Her father isn’t missing but he is gone. Dying, each of his sisters and brothers are in different stages of denial as manifested by their actions and whispered discussions. As the children play, the adults each find ways to deal with the oncoming death of Ton. One sister melts down over her failed birthday cake. Cultural differences emerge between the siblings as they discuss what Ton would want and what they should have done. A brother and sister argue over his medical treatment with one saying he should have had chemotherapy and the other saying that what he really needs is morphine, missing the point that the two are not mutually exclusive. Another sister has hired a shaman to come and expiate the evil spirits in the house. Watching the old lady wave a burning broom and exclaim that the house is full to the rooftop of negative energy would be perplexing to anyone but particularly to a child witnessing this for the first time. Barely aware of her father’s illness, the chaos overtaking what is becoming a farewell more than a birthday party gradually burdens her with an inexplicable sadness.
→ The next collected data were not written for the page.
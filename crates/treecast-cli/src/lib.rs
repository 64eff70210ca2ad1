//! CLI logic for the Treecast mapper.
//!
//! Maps a JSON document onto a type description, using the classes of a
//! schema file, and writes the mapped value as JSON.

pub mod error_adapter;
pub mod schema;

mod args;
mod config;

pub use args::Args;

use std::{fs, io, sync::Arc};

use log::info;
use serde_json::Value as JsonValue;

use treecast::{MapperBuilder, TreecastError, registry::ClassRegistry};

use schema::Schema;

/// Run the Treecast CLI application
///
/// Loads the configuration and schema, maps the input document onto
/// `args.ty` and writes the result to `args.output`, or to stdout when no
/// output path is given.
///
/// # Errors
///
/// Returns `TreecastError` for:
/// - File I/O errors and malformed input JSON
/// - Configuration and schema loading errors
/// - Type parsing errors
/// - Mapping errors
pub fn run(args: &Args) -> Result<(), TreecastError> {
    info!(input_path = args.input, ty = args.ty; "Processing document");

    let config = config::load_config(args.config.as_ref())?;
    let registry = match &args.schema {
        Some(path) => Schema::load(path)?.into_registry()?,
        None => ClassRegistry::new(),
    };

    let source = fs::read_to_string(&args.input)?;
    let input: JsonValue = serde_json::from_str(&source).map_err(|e| {
        io::Error::new(io::ErrorKind::InvalidData, format!("{}: {e}", args.input))
    })?;

    let mapper = register_transformers(MapperBuilder::new(Arc::new(registry)))
        .with_config(config)
        .build()?;
    let value = mapper.map(&args.ty, input)?;
    let rendered = serde_json::to_string_pretty(&value.to_json())?;

    match &args.output {
        Some(path) => {
            fs::write(path, rendered + "\n")?;
            info!(output_file = path; "Mapped value written");
        }
        None => println!("{rendered}"),
    }

    Ok(())
}

/// Transformers available to `transform` attributes of schema files.
fn register_transformers(builder: MapperBuilder) -> MapperBuilder {
    builder
        .transformer("trim", |value| Ok(map_string(value, |s| s.trim().to_string())))
        .transformer("lowercase", |value| Ok(map_string(value, |s| s.to_lowercase())))
        .transformer("uppercase", |value| Ok(map_string(value, |s| s.to_uppercase())))
}

fn map_string(value: JsonValue, f: impl FnOnce(&str) -> String) -> JsonValue {
    match value {
        JsonValue::String(s) => JsonValue::String(f(&s)),
        other => other,
    }
}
Avila is telling the story of life and death within a microcosm of society as represented by this large family. Presenting all the different views of the adults in terms of their brother’s care illustrates the anarchy present in most loving but divergent families. In some ways, Sol is collateral damage because it will, more than likely, take her a lifetime to unravel the maelstrom she witnessed on that day where her father was the center of attention despite the fact that he was almost completely missing in spirit if not yet in body. Sol sees everything even if she has yet to understand that which is before her.
Amongst the hustle and bustle, with the adults all smiling and playing with their children, a melancholy permeates the atmosphere. What, Sol might have asked, did her father want? Was it what they wanted? Were they doing this all for him, who they loved dearly, or for themselves to assuage some buried guilt? Occasionally retreating into her own world, Sol is swept up into her own personal society of magical realism. Where is the truth in these actions?
Avila has written and directed a character piece, a narrative that unwraps over one day but is a reflection of time past and time to come. The story is what you choose to make of it.
Mexico’s submission to the International Academy Awards, it is expertly filmed by Cinematographer Diego Tenorio. The production design by Nohemi Gonzalez is claustrophobic whether indoors or out. The interiors and exteriors become a character as much as any of those who populate them. Mostly, however, “Tótem” is beautifully acted. Young Naíma Sentíes is a revelation as the young Sol. Her wide eyed look speaks both to disbelief and hope. Montserrat Marañon as Aunt Nuria is the best developed of the sisters, aching for her brother and her anticipated loss while trying to support her niece in a positive way. Marisol Gasé as Aunt Alejandra is a counterpoint to Nuria as she tries every spiritual and religious angle, real and bogus, to offset and deny the reality of her brother’s illness. Mateo Garcia as Ton is the little seen brother to Nuria and Alejandro and father to Sol whose appearance settles all arguments about his future, something Sol will spend a lifetime trying to understand. Sometimes what you do in kindness is the cruelest of all.
Avilés was looking for the truth in life, in family as hidden as it sometimes is. For her, Tolstoy expressed it best. “Truth, like gold, is to be obtained not by its growth but by washing away from it all that is not gold.”
In Spanish with English subtitles.
Opens February 2 at the Laemmle Monica and Laemmle Glendale.